CMU 15-418/618 (2018)

Outline:

中文	English term
流水线	Pipelining
分支预测	Branch Prediction / Speculation
超标量	Superscalar
乱序执行	Out-of-Order(OoO) Execution
存储器层次	Memory Hierarchy
矢量操作	Vector Operations
多核处理	Multi-Core

CPU Introduction

What is CPU: Machine processing instructions.

Example of types of CPU instructions?

arithmetic: add r3,r4 -> r4
load-store: load [r4] -> r7
sequencing/control: jz end

Aim to be optimized:

\[ \frac{cycles}{instructions} \times \frac{seconds}{cycle} \]

cycles per instructions(CPI) times time per cycle.

cycle: 时钟周期

These two parameters are not independent, need trade-off.

CPU programs:

light threaded
heavy memory access
heavy branches

very less arithmetic instructions.

CPU structure

Intel Core Die Map

Very large memory size (Shared L3 Cache)
Controller (Memory Controller) - also for memory
less calculators (Core)

Instructional level parallelism (ILP) (will talk about it very soon)
- Superscalar
- Out-of-Order
Data-level parallelism (DLP)
- vectors
Thread-level parallelism (TLP)
- simultaneous multithreading (SMT)
- multicore

Pipelining

Introduction

Standard 5-stage pipeline:

Fetch-->Decode-->Execute-->Memory-->Writeback

取址-->译码-->执行-->访存-->写回

CPU classic pipeline

instruction-level parallelism (ILP)

√ reduce clock period
× more latency and area
? dependent instructions -- Bypassing, Stall and OoO
? branching -- Branch Prediction / Branch Predication
? alleged pipeline lengths
- Core - 14, Pentium 4 (Prescott) - >20, Sandy Bridge - medium

Increase ILP: Superscalar, scheduling, out-of-order

Bypassing

sub R2, R3 -> R7
add R1, R7 -> R2

execute line 2 immediately after execute line 1, not until finishing of Memory and writeback of line1.

Stall

load [R3] -> R7
add R1, R7 -> R2

line 2 can only execute until the finishing of Memory and writeback of line1. The program have to wait.

Branches

jeq loop

prediction of how the branch will go, or predication.

Branches

Branch Prediction

Guess what's next, based on branch history.

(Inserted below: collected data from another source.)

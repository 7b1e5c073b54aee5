//! API environments and fixed per-operation timeouts.

use std::time::Duration;

use crate::error::Error;

pub const PRODUCTION_API_DOMAIN: &str = "https://api.pdfgate.com";
pub const SANDBOX_API_DOMAIN: &str = "https://api-sandbox.pdfgate.com";

/// Timeout for document and file retrieval, and for form-data extraction.
pub const DEFAULT_TIMEOUT: Duration = Duration::from_secs(60);
/// Rendering can take a while on large pages.
pub const GENERATE_PDF_TIMEOUT: Duration = Duration::from_secs(15 * 60);
pub const FLATTEN_PDF_TIMEOUT: Duration = Duration::from_secs(3 * 60);
pub const PROTECT_PDF_TIMEOUT: Duration = Duration::from_secs(3 * 60);
pub const COMPRESS_PDF_TIMEOUT: Duration = Duration::from_secs(3 * 60);
pub const WATERMARK_PDF_TIMEOUT: Duration = Duration::from_secs(3 * 60);

/// API environment, selected once at client construction from the key prefix.
#[derive(Debug, Clone, Copy, PartialEq, Eq)]
pub enum Domain {
    Production,
    Sandbox,
}

impl Domain {
    /// Resolve the environment from the API key prefix.
    ///
    /// `live_` keys target production, `test_` keys target the sandbox.
    /// Anything else is rejected before any request is made.
    pub fn from_api_key(api_key: &str) -> Result<Self, Error> {
        if api_key.starts_with("live_") {
            Ok(Domain::Production)
        } else if api_key.starts_with("test_") {
            Ok(Domain::Sandbox)
        } else {
            Err(Error::InvalidApiKey)
        }
    }

    pub fn base_url(self) -> &'static str {
        match self {
            Domain::Production => PRODUCTION_API_DOMAIN,
            Domain::Sandbox => SANDBOX_API_DOMAIN,
        }
    }
}
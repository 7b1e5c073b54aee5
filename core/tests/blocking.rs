//! End-to-end flows against the live mock server using the blocking client.
//!
//! # Design
//! Starts the mock server on a random port in a background thread, then
//! drives every operation over real HTTP. `reqwest::blocking` refuses to run
//! inside an async runtime, so these are plain `#[test]` functions.

use pdfgate::{
    BlockingClient, CompressPdfParams, DocumentStatus, DocumentType, Error,
    ExtractPdfFormDataParams, FileUpload, FlattenPdfParams, GeneratePdfParams, GetDocumentParams,
    GetFileParams, ProtectPdfParams, WatermarkPdfParams, WatermarkType,
};
use serde_json::json;

fn start_server() -> String {
    let std_listener = std::net::TcpListener::bind("127.0.0.1:0").unwrap();
    let addr = std_listener.local_addr().unwrap();
    std_listener.set_nonblocking(true).unwrap();

    std::thread::spawn(move || {
        let rt = tokio::runtime::Builder::new_current_thread()
            .enable_all()
            .build()
            .unwrap();
        rt.block_on(async {
            let listener = tokio::net::TcpListener::from_std(std_listener).unwrap();
            mock_server::run(listener).await
        })
        .unwrap();
    });

    format!("http://{addr}")
}

fn client() -> BlockingClient {
    BlockingClient::with_base_url("test_integration", &start_server()).unwrap()
}

#[test]
fn pdf_pipeline_lifecycle() {
    let client = client();

    // Step 1: generate raw PDF bytes from HTML.
    let bytes = client
        .generate_pdf(&GeneratePdfParams::from_html("<h1>Report</h1>"))
        .unwrap()
        .into_bytes()
        .unwrap();
    assert!(bytes.starts_with(b"%PDF-"));

    // Step 2: generate again, asking for a document record.
    let mut params = GeneratePdfParams::from_html("<h1>Report</h1>");
    params.json_response = true;
    params.metadata = Some(json!({"invoice_number": 42}));
    let document = client.generate_pdf(&params).unwrap().into_document().unwrap();
    assert_eq!(document.status, DocumentStatus::Completed);
    assert_eq!(document.document_type, Some(DocumentType::FromHtml));
    assert!(document.created_at <= document.expires_at);
    assert!(document.file_url.is_some());
    let size = document.size.unwrap();
    assert!(size > 0);
    // metadata keys round-trip through the wire-case conversion
    assert_eq!(document.metadata, Some(json!({"invoice_number": 42})));
    let id = document.id.clone();

    // Step 3: fetch the record, with a pre-signed URL lifetime.
    let mut params = GetDocumentParams::new(&id);
    params.pre_signed_url_expires_in = Some(120);
    let fetched = client.get_document(&params).unwrap();
    assert_eq!(fetched.id, id);
    assert!(fetched.file_url.unwrap().contains("expiresIn=120"));

    // Step 4: download the stored bytes.
    let stored = client.get_file(&GetFileParams::new(&id)).unwrap();
    assert!(stored.starts_with(b"%PDF-"));
    assert_eq!(stored.len() as u64, size);

    // Step 5: flatten by document id; parentage is recorded.
    let mut params = FlattenPdfParams::by_document_id(&id);
    params.json_response = true;
    let flattened = client.flatten_pdf(&params).unwrap().into_document().unwrap();
    assert_eq!(flattened.document_type, Some(DocumentType::Flattened));
    assert_eq!(flattened.derived_from.as_deref(), Some(id.as_str()));

    // Step 6: compress by document id; the stored copy shrinks.
    let mut params = CompressPdfParams::by_document_id(&id);
    params.json_response = true;
    let compressed = client.compress_pdf(&params).unwrap().into_document().unwrap();
    assert_eq!(compressed.document_type, Some(DocumentType::Compressed));
    assert!(compressed.size.unwrap() < size);

    // Step 7: watermark by document id.
    let mut params = WatermarkPdfParams::by_document_id(&id, WatermarkType::Text);
    params.text = Some("DRAFT".to_string());
    params.json_response = true;
    let watermarked = client.watermark_pdf(&params).unwrap().into_document().unwrap();
    assert_eq!(watermarked.document_type, Some(DocumentType::Watermarked));

    // Step 8: extract form data; keys come back in snake_case.
    let fields = client
        .extract_pdf_form_data(&ExtractPdfFormDataParams::by_document_id(&id))
        .unwrap();
    assert_eq!(fields["first_name"], "John");
    assert_eq!(fields["last_name"], "Doe");
}

#[test]
fn uploads_round_trip_as_bytes() {
    let client = client();

    let mut pdf = b"%PDF-1.4\n".to_vec();
    pdf.extend(std::iter::repeat(b'q').take(120));
    let original_len = pdf.len();

    // Flatten an uploaded file; the bytes come back unchanged.
    let flattened = client
        .flatten_pdf(&FlattenPdfParams::by_file(FileUpload::new("form.pdf", pdf.clone())))
        .unwrap()
        .into_bytes()
        .unwrap();
    assert_eq!(flattened.as_ref(), pdf.as_slice());

    // Protect an uploaded file; raw bytes come back by default.
    let protected = client
        .protect_pdf(&ProtectPdfParams::by_file(FileUpload::new("in.pdf", pdf.clone())))
        .unwrap()
        .into_bytes()
        .unwrap();
    assert!(protected.ends_with(b"% encrypted\n"));

    // Compress an uploaded file; the returned bytes are strictly smaller.
    let compressed = client
        .compress_pdf(&CompressPdfParams::by_file(FileUpload::new("in.pdf", pdf)))
        .unwrap()
        .into_bytes()
        .unwrap();
    assert!(compressed.len() < original_len);
}

#[test]
fn server_refusals_carry_the_server_message() {
    let client = client();

    // Unknown document id.
    let err = client.get_document(&GetDocumentParams::new("missing")).unwrap_err();
    match &err {
        Error::Http { status, message } => {
            assert_eq!(*status, 404);
            assert_eq!(message, "Document not found");
        }
        other => panic!("expected Http error, got {other:?}"),
    }
    assert!(err.to_string().contains("status 404"));

    // Text watermark without text is refused server-side.
    let params = WatermarkPdfParams::by_file(
        FileUpload::new("in.pdf", &b"%PDF-1.4"[..]),
        WatermarkType::Text,
    );
    let err = client.watermark_pdf(&params).unwrap_err();
    match err {
        Error::Http { status, message } => {
            assert_eq!(status, 400);
            assert_eq!(message, "Required field 'text' is missing");
        }
        other => panic!("expected Http error, got {other:?}"),
    }

    // An empty key still reaches the server and is refused there.
    let anonymous = BlockingClient::with_base_url("", client.base_url()).unwrap();
    let err = anonymous.get_document(&GetDocumentParams::new("any")).unwrap_err();
    match err {
        Error::Http { status, message } => {
            assert_eq!(status, 401);
            assert_eq!(message, "Missing or invalid API key");
        }
        other => panic!("expected Http error, got {other:?}"),
    }

    // Nothing is listening here: the failure is transport, not HTTP.
    let dead = BlockingClient::with_base_url("test_integration", "http://127.0.0.1:9").unwrap();
    let err = dead.get_file(&GetFileParams::new("any")).unwrap_err();
    assert!(matches!(err, Error::Transport(_)));
}
//! Markup and price formatting
//!
//! Builds HTML heading tags and renders prices with a currency label or a
//! `%PRICE%` pattern. Price rounding follows JavaScript number semantics so
//! that rendered amounts match what the web front end displays.

use crate::error::UtilError;

/// Placeholder replaced by the rounded amount in a currency pattern
pub const PRICE_PLACEHOLDER: &str = "%PRICE%";

/// Currency label used when no pattern is given
pub const DEFAULT_CURRENCY: &str = "SEK";

/// An HTML heading level, `1..=6`
#[derive(Debug, Clone, Copy, PartialEq, Eq, PartialOrd, Ord)]
pub struct HeadingLevel(u8);

impl HeadingLevel {
    pub const MIN: i64 = 1;
    pub const MAX: i64 = 6;

    pub fn get(self) -> u8 {
        self.0
    }
}

impl TryFrom<i64> for HeadingLevel {
    type Error = UtilError;

    fn try_from(level: i64) -> Result<Self, Self::Error> {
        if !(Self::MIN..=Self::MAX).contains(&level) {
            return Err(UtilError::InvalidHeadingLevel(level));
        }
        Ok(HeadingLevel(level as u8))
    }
}

/// Wraps a title in an HTML heading tag
///
/// The title is inserted as-is, without escaping.
///
/// # Arguments
/// - `title` - Text content of the heading
/// - `level` - Heading level, `1` for `<h1>` up to `6` for `<h6>`
///
/// # Returns
/// The markup, e.g. `<h2>Next level</h2>`
///
/// # Errors
/// Returns [`UtilError::InvalidHeadingLevel`] if `level` is outside `1..=6`.
pub fn make_heading(title: &str, level: i64) -> Result<String, UtilError> {
    let level = HeadingLevel::try_from(level).inspect_err(|e| {
        tracing::warn!(error = %e, "rejected heading level");
    })?;
    let n = level.get();
    Ok(format!("<h{n}>{title}</h{n}>"))
}

/// Renders prices with a currency label
///
/// Holds the label used when no pattern is given. The default formatter
/// uses [`DEFAULT_CURRENCY`]; a configured one can carry another label.
#[derive(Debug, Clone, PartialEq, Eq)]
pub struct PriceFormatter {
    default_currency: String,
}

impl Default for PriceFormatter {
    fn default() -> Self {
        Self::new(DEFAULT_CURRENCY)
    }
}

impl PriceFormatter {
    pub fn new(default_currency: impl Into<String>) -> Self {
        PriceFormatter {
            default_currency: default_currency.into(),
        }
    }

    pub fn default_currency(&self) -> &str {
        &self.default_currency
    }

    /// Rounds an amount to two decimals and attaches a currency
    ///
    /// With no pattern (or an empty one) the result is `"<amount> <default>"`.
    /// A pattern containing `%PRICE%` has its first placeholder replaced by
    /// the amount. Any other pattern is used as the label, after removing a
    /// lowercase `%price%` token and its first space.
    ///
    /// Whole amounts are only padded to two decimals when they render as
    /// exactly two characters, so `14` gives `14.00` but `5` stays `5`.
    pub fn format(&self, amount: f64, pattern: Option<&str>) -> String {
        let rounded = pad_decimals(js_number_to_string(round_to_cents(amount)));

        let pattern = match pattern {
            Some(p) if !p.is_empty() => p,
            _ => return format!("{} {}", rounded, self.default_currency),
        };

        if pattern.contains(PRICE_PLACEHOLDER) {
            pattern.replacen(PRICE_PLACEHOLDER, &rounded, 1)
        } else {
            format!("{} {}", rounded, currency_label(pattern))
        }
    }
}

/// Formats a price with the `SEK` default
///
/// See [`PriceFormatter::format`] for the pattern rules.
///
/// ```
/// use verktyg::format_price;
///
/// assert_eq!(format_price(232.10542, None), "232.11 SEK");
/// assert_eq!(format_price(1024.2048, Some("USD %PRICE%")), "USD 1024.20");
/// ```
pub fn format_price(amount: f64, pattern: Option<&str>) -> String {
    PriceFormatter::default().format(amount, pattern)
}

/// Strips the first `%PRICE%` (any case) and then the first space
fn currency_label(pattern: &str) -> String {
    let upper = pattern.to_ascii_uppercase();
    let without_token = match upper.find(PRICE_PLACEHOLDER) {
        // ASCII case mapping keeps byte offsets aligned with `pattern`
        Some(idx) => format!(
            "{}{}",
            &pattern[..idx],
            &pattern[idx + PRICE_PLACEHOLDER.len()..]
        ),
        None => pattern.to_string(),
    };
    without_token.replacen(' ', "", 1)
}

/// Pads a rendered amount: one fractional digit gets a trailing `0`, and a
/// two character rendering gets `.00`
fn pad_decimals(mut rounded: String) -> String {
    if let Some(dot) = rounded.find('.') {
        if dot >= rounded.len() - 2 {
            rounded.push('0');
        }
    }
    if rounded.len() == 2 {
        rounded.push_str(".00");
    }
    rounded
}

/// `Math.round(amount * 100) / 100`
fn round_to_cents(amount: f64) -> f64 {
    js_round(amount * 100.0) / 100.0
}

/// Rounds half-way cases towards positive infinity, like `Math.round`
fn js_round(x: f64) -> f64 {
    if !x.is_finite() {
        return x;
    }
    let floor = x.floor();
    if x - floor >= 0.5 {
        floor + 1.0
    } else {
        floor
    }
}

/// Renders a number the way JavaScript's `String(number)` does
fn js_number_to_string(x: f64) -> String {
    if x.is_nan() {
        return "NaN".to_string();
    }
    if x.is_infinite() {
        return if x > 0.0 { "Infinity" } else { "-Infinity" }.to_string();
    }
    if x == 0.0 {
        return "0".to_string();
    }

    let magnitude = x.abs();
    if !(1e-6..1e21).contains(&magnitude) {
        let exp = format!("{:e}", x);
        return match exp.split_once('e') {
            Some((mantissa, power)) if !power.starts_with('-') => {
                format!("{mantissa}e+{power}")
            }
            _ => exp,
        };
    }

    x.to_string()
}
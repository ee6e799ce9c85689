//! Utility functions
//!
//! Pure helpers for validation, formatting and string manipulation. None of
//! them hold state, so they are safe to call from anywhere.

pub mod formatting;
pub mod text;
pub mod validation;
//! Configuration management
//!
//! Handles loading and saving user preferences for the command-line front
//! end. The library functions never read configuration on their own; callers
//! build a [`PriceFormatter`] from a loaded [`Config`] when they want a
//! different default currency.
//!
//! Configuration files are stored in platform-specific directories:
//! - macOS: `~/Library/Application Support/verktyg/config.yaml`
//! - Linux: `~/.config/verktyg/config.yaml`
//! - Windows: `%APPDATA%\verktyg\config.yaml`

use anyhow::{Context, Result};
use directories::ProjectDirs;
use serde::{Deserialize, Serialize};
use std::fs;
use std::path::{Path, PathBuf};

use crate::utils::formatting::{PriceFormatter, DEFAULT_CURRENCY};

/// Application configuration
///
/// Persisted as YAML in the user's config directory. Missing fields fall
/// back to their defaults.
#[derive(Debug, Clone, PartialEq, Eq, Serialize, Deserialize)]
pub struct Config {
    /// Currency label used when a price is formatted without a pattern
    #[serde(default = "default_currency")]
    pub default_currency: String,
}

fn default_currency() -> String {
    DEFAULT_CURRENCY.to_string()
}

impl Default for Config {
    fn default() -> Self {
        Config {
            default_currency: default_currency(),
        }
    }
}

impl Config {
    /// Loads configuration from the default config file location
    ///
    /// # Returns
    /// - `Ok(Config)` with the loaded configuration, or defaults if the file doesn't exist
    /// - `Err` if the file exists but cannot be read or parsed
    pub fn load() -> Result<Self> {
        Self::load_from(&Self::config_path()?)
    }

    /// Loads configuration from an explicit path
    ///
    /// # Errors
    /// Returns an error if the file exists but is malformed or unreadable.
    pub fn load_from(path: &Path) -> Result<Self> {
        if !path.exists() {
            tracing::debug!(?path, "no config file, using defaults");
            return Ok(Config::default());
        }

        let contents = fs::read_to_string(path)
            .with_context(|| format!("Failed to read config from {:?}", path))?;

        Self::from_yaml(&contents).with_context(|| format!("Failed to parse config {:?}", path))
    }

    /// Parses a YAML document
    pub fn from_yaml(contents: &str) -> Result<Self> {
        // An empty document deserializes as null rather than an empty map
        if contents.trim().is_empty() {
            return Ok(Config::default());
        }
        serde_yaml::from_str(contents).context("Failed to parse config file")
    }

    /// Saves the configuration to the default config file location
    ///
    /// # Errors
    /// Returns an error if the directory cannot be created or the file cannot be written.
    pub fn save(&self) -> Result<()> {
        self.save_to(&Self::config_path()?)
    }

    /// Saves the configuration to an explicit path, creating parent directories
    pub fn save_to(&self, path: &Path) -> Result<()> {
        if let Some(parent) = path.parent() {
            fs::create_dir_all(parent)
                .with_context(|| format!("Failed to create directory {:?}", parent))?;
        }

        let contents = serde_yaml::to_string(self)?;
        fs::write(path, contents).with_context(|| format!("Failed to write config to {:?}", path))
    }

    /// Returns the platform-specific configuration file path
    ///
    /// Falls back to `~/.config/verktyg/config.yaml` if platform detection fails.
    ///
    /// # Errors
    /// Returns an error if the HOME environment variable is not set (fallback case only).
    pub fn config_path() -> Result<PathBuf> {
        if let Some(proj_dirs) = ProjectDirs::from("", "", "verktyg") {
            Ok(proj_dirs.config_dir().join("config.yaml"))
        } else {
            let home = std::env::var("HOME").context("HOME not set")?;
            Ok(PathBuf::from(home).join(".config/verktyg/config.yaml"))
        }
    }

    /// Builds a price formatter using the configured default currency
    pub fn price_formatter(&self) -> PriceFormatter {
        PriceFormatter::new(self.default_currency.clone())
    }
}
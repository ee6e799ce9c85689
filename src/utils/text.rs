//! Small string predicates and name helpers

/// Returns `true` if the input is already entirely lowercase
///
/// Uses full Unicode lowercasing, so characters without a case (digits,
/// punctuation) never make the check fail.
pub fn is_lower_case(input: &str) -> bool {
    input == input.to_lowercase()
}

/// Returns the genitive (possessive) form of a name
///
/// Names already ending in a lowercase `s` are returned unchanged, every
/// other name gets an `s` appended. The check is case-sensitive: `"ANNAS"`
/// becomes `"ANNASs"`.
pub fn genitive(name: &str) -> String {
    if name.ends_with('s') {
        name.to_string()
    } else {
        format!("{name}s")
    }
}

#[cfg(test)]
mod tests {
    use super::*;

    #[test]
    fn test_is_lower_case() {
        assert!(is_lower_case("jonatan"));
        assert!(!is_lower_case("JONATAN"));
        assert!(!is_lower_case("Jonatan"));
        assert!(!is_lower_case("jOnAtAn"));
    }

    #[test]
    fn test_is_lower_case_caseless_characters() {
        assert!(is_lower_case(""));
        assert!(is_lower_case("123 !?"));
        assert!(is_lower_case("åäö"));
        assert!(!is_lower_case("Åsa"));
    }

    #[test]
    fn test_genitive() {
        assert_eq!(genitive("Jonatan"), "Jonatans");
        assert_eq!(genitive("Elis"), "Elis");
        assert_eq!(genitive("Anna"), "Annas");
    }

    #[test]
    fn test_genitive_is_case_sensitive() {
        assert_eq!(genitive("ANNAS"), "ANNASs");
    }

    #[test]
    fn test_genitive_empty_name() {
        assert_eq!(genitive(""), "s");
    }
}
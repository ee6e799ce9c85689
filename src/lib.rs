//! verktyg library
//!
//! Small, stateless helpers for validating form input, formatting headings
//! and prices, and working with names, plus an async directory of users and
//! groups backed by static fixtures.

pub mod config;
pub mod error;
pub mod models;
pub mod stores;
pub mod traits;
pub mod utils;

pub use config::Config;
pub use error::{FetchError, UtilError};
pub use models::{Group, User};
pub use stores::{fetch_groups, fetch_users, StaticDirectoryStore};
pub use traits::DirectoryStore;
pub use utils::formatting::{format_price, make_heading, HeadingLevel, PriceFormatter};
pub use utils::text::{genitive, is_lower_case};
pub use utils::validation::{validate_email, validate_zip};
//! Error types
//!
//! Typed errors for the library surface. Only two things can go wrong:
//! a heading level outside `1..=6`, and a failed directory fetch (which the
//! static store never produces).

use thiserror::Error;

/// Errors raised by the formatting helpers
#[derive(Debug, Error, Clone, PartialEq, Eq)]
pub enum UtilError {
    /// Heading level outside the HTML range `h1`..`h6`
    #[error("Heading level must be between 1 and 6 (got {0})")]
    InvalidHeadingLevel(i64),
}

/// Errors raised when reading users or groups from a directory store
#[derive(Debug, Error, Clone, PartialEq, Eq)]
pub enum FetchError {
    #[error("Could not fetch users")]
    Users,

    #[error("Could not fetch groups")]
    Groups,
}
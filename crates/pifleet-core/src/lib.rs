//! Session lifecycle and fleet coordination for Pi-hole appliances.
//!
//! This crate sits between `pifleet-api` (one HTTP call against one
//! appliance) and the CLI:
//!
//! - **[`SessionManager`]**: resolves one instance's session: checks the
//!   current `sid`, logs in again when it was rejected, and settles on
//!   `active`, `unauthorized` or `unreachable`. Works on values and never
//!   returns errors; failures are logged per the connectivity policy in
//!   [`session::check_error`].
//!
//! - **[`Fleet`]**: explicitly constructed, cheaply cloneable handle over
//!   an [`InstanceStore`]. Runs liveness checks and control actions
//!   (pause, resume, restart, gravity) concurrently across instances and
//!   reports one [`ActionStatus`] per instance. Also owns instance
//!   management and the single-reference invariant.
//!
//! - **Reference sync** ([`Fleet::sync_from_reference`]): replays groups,
//!   lists, domains or clients from the reference instance onto every
//!   other instance.
//!
//! - **[`InstanceStore`]**: persistence seam for the instance collection.
//!   [`MemoryStore`] is the in-process implementation; the JSON file store
//!   lives in `pifleet-config`.

pub mod config;
pub mod error;
pub mod fleet;
pub mod model;
pub mod session;
pub mod store;
pub mod sync;

// ── Primary re-exports ──────────────────────────────────────────────
pub use config::{FleetConfig, SyncMode, TlsVerification};
pub use error::CoreError;
pub use fleet::{Fleet, UNREACHABLE_MESSAGE};
pub use session::SessionManager;
pub use store::{InstanceStore, MemoryStore};

pub use model::{
    ActionStatus, EntityKind, Instance, InstanceEdit, InstanceStatus, NewInstance, TimeScale,
    UNKNOWN_INSTANCE,
};

// Appliance types that appear in this crate's public API.
pub use pifleet_api::{Session, StatsSummary};
// ── Instance domain type ──

use std::fmt;

use pifleet_api::Session;
use secrecy::SecretString;
use serde::{Deserialize, Serialize};
use strum::{Display, EnumString};

/// Liveness of one appliance as last resolved by the session manager.
#[derive(
    Debug, Clone, Copy, Default, PartialEq, Eq, Hash, Serialize, Deserialize, Display, EnumString,
)]
#[serde(rename_all = "lowercase")]
#[strum(serialize_all = "lowercase")]
pub enum InstanceStatus {
    Active,
    Unauthorized,
    #[default]
    Unreachable,
    /// Placeholder shown while a check is in flight. Display-only: status
    /// resolution never settles here.
    Refreshing,
}

impl InstanceStatus {
    pub fn is_active(self) -> bool {
        self == Self::Active
    }
}

/// One managed appliance.
///
/// The persisted field names (`apiKey`, `isReference`) are part of the
/// on-disk instance collection and must stay stable.
#[derive(Clone, PartialEq, Eq, Serialize, Deserialize)]
#[serde(rename_all = "camelCase")]
pub struct Instance {
    pub id: u32,
    pub name: String,
    pub url: String,
    pub api_key: String,
    #[serde(default)]
    pub is_reference: bool,
    #[serde(default)]
    pub sid: String,
    #[serde(default)]
    pub csrf: String,
    #[serde(default)]
    pub status: InstanceStatus,
}

impl Instance {
    /// A fresh, never-authenticated instance.
    pub fn new(
        id: u32,
        name: impl Into<String>,
        url: impl Into<String>,
        api_key: impl Into<String>,
    ) -> Self {
        Self {
            id,
            name: name.into(),
            url: url.into(),
            api_key: api_key.into(),
            is_reference: false,
            sid: String::new(),
            csrf: String::new(),
            status: InstanceStatus::Unreachable,
        }
    }

    pub fn session(&self) -> Session {
        Session::new(self.sid.clone(), self.csrf.clone())
    }

    pub fn has_session(&self) -> bool {
        !self.sid.is_empty()
    }

    /// The API key wrapped for transmission.
    pub fn api_key_secret(&self) -> SecretString {
        SecretString::from(self.api_key.clone())
    }

    /// Record a successful login.
    pub fn activate(&mut self, session: Session) {
        self.sid = session.sid;
        self.csrf = session.csrf;
        self.status = InstanceStatus::Active;
    }

    /// Drop any session and settle on a non-active status.
    pub fn deactivate(&mut self, status: InstanceStatus) {
        self.sid.clear();
        self.csrf.clear();
        self.status = status;
    }

    /// Copy the fields owned by the session manager from `other`.
    pub fn adopt_session_state(&mut self, other: &Instance) {
        self.sid.clone_from(&other.sid);
        self.csrf.clone_from(&other.csrf);
        self.status = other.status;
    }
}

impl fmt::Debug for Instance {
    fn fmt(&self, f: &mut fmt::Formatter<'_>) -> fmt::Result {
        f.debug_struct("Instance")
            .field("id", &self.id)
            .field("name", &self.name)
            .field("url", &self.url)
            .field("is_reference", &self.is_reference)
            .field("session", &self.session())
            .field("status", &self.status)
            .finish_non_exhaustive()
    }
}

/// Fields for a new instance. The id is assigned by the fleet.
#[derive(Clone)]
pub struct NewInstance {
    pub name: String,
    pub url: String,
    pub api_key: String,
    pub is_reference: bool,
}

impl fmt::Debug for NewInstance {
    fn fmt(&self, f: &mut fmt::Formatter<'_>) -> fmt::Result {
        f.debug_struct("NewInstance")
            .field("name", &self.name)
            .field("url", &self.url)
            .field("is_reference", &self.is_reference)
            .finish_non_exhaustive()
    }
}

/// Partial update for an existing instance. `None` leaves a field as is.
#[derive(Debug, Clone, Default)]
pub struct InstanceEdit {
    pub name: Option<String>,
    pub url: Option<String>,
    pub api_key: Option<SecretString>,
    pub is_reference: Option<bool>,
}

impl InstanceEdit {
    pub fn is_empty(&self) -> bool {
        self.name.is_none()
            && self.url.is_none()
            && self.api_key.is_none()
            && self.is_reference.is_none()
    }
}
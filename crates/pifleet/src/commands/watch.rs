//! Periodic refresh until Ctrl-C.

use std::time::Duration;

use tokio_util::sync::CancellationToken;
use tracing::{info, warn};

use pifleet_config::{Config, JsonFileStore};
use pifleet_core::{Fleet, SyncMode};

use crate::cli::{GlobalOpts, WatchArgs};
use crate::error::CliError;

use super::instances;

fn watch_period(cfg: &Config, args: &WatchArgs) -> Result<Duration, CliError> {
    if let Some(secs) = args.interval {
        if secs == 0 {
            return Err(CliError::Validation {
                field: "interval".into(),
                reason: "must be greater than zero".into(),
            });
        }
        return Ok(Duration::from_secs(secs));
    }
    cfg.refresh_interval().ok_or_else(|| CliError::Validation {
        field: "refresh".into(),
        reason: "periodic refresh is disabled in the settings; pass --interval".into(),
    })
}

pub async fn handle(
    fleet: &Fleet<JsonFileStore>,
    cfg: &Config,
    args: WatchArgs,
    global: &GlobalOpts,
) -> Result<(), CliError> {
    let period = watch_period(cfg, &args)?;

    if !global.quiet {
        let sync = match fleet.config().sync_mode {
            SyncMode::Full => ", syncing from the reference",
            SyncMode::Partial => "",
        };
        eprintln!(
            "Refreshing every {}s{sync}. Press Ctrl-C to stop.",
            period.as_secs()
        );
    }

    let cancel = CancellationToken::new();
    let task = fleet.spawn_refresh_task(period, cancel.clone());

    if let Err(e) = tokio::signal::ctrl_c().await {
        warn!(error = %e, "failed to listen for Ctrl-C");
    }
    info!("stopping refresh");
    cancel.cancel();
    if let Err(e) = task.await {
        warn!(error = %e, "refresh task ended abnormally");
    }

    let latest = fleet.instances().await?;
    instances::render_instances(&latest, global)
}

Modern predictors >90% accuracy

√ Raise performance and energy efficiency
× Area increase and potentially latency (need time for guessing)

Branch Predication

Calculate results for all the conditions

Replace branches with conditional instructions, Avoids branch predictor.

√ no misprediction
√ no area increase
× unnecessary nop.

GPUs also use predication

Increasing IPC

Superscalar

Normal IPC is limited by the 1 instruction per clock setting.

Superscalar is introduced to increase the pipeline width.

√ IPC *N
× Increase Area
- resources *N
- number of bypassing networks *N^2
- more registers and memory bandwidth

Sandy bridge pipeline

Sandy-Bridge has 6 ports, indicating 6 instructions per clock, managed by Scheduler.

Scheduling

Register Renaming/Aliasing

Check out this piece of code:

xor r1, r2 -> r3
add r3, r4 -> r4
sub r5, r2 -> r3
addi r3, 1 -> r1

line 1 and line 2, dependent (Read-After-Write, RAW)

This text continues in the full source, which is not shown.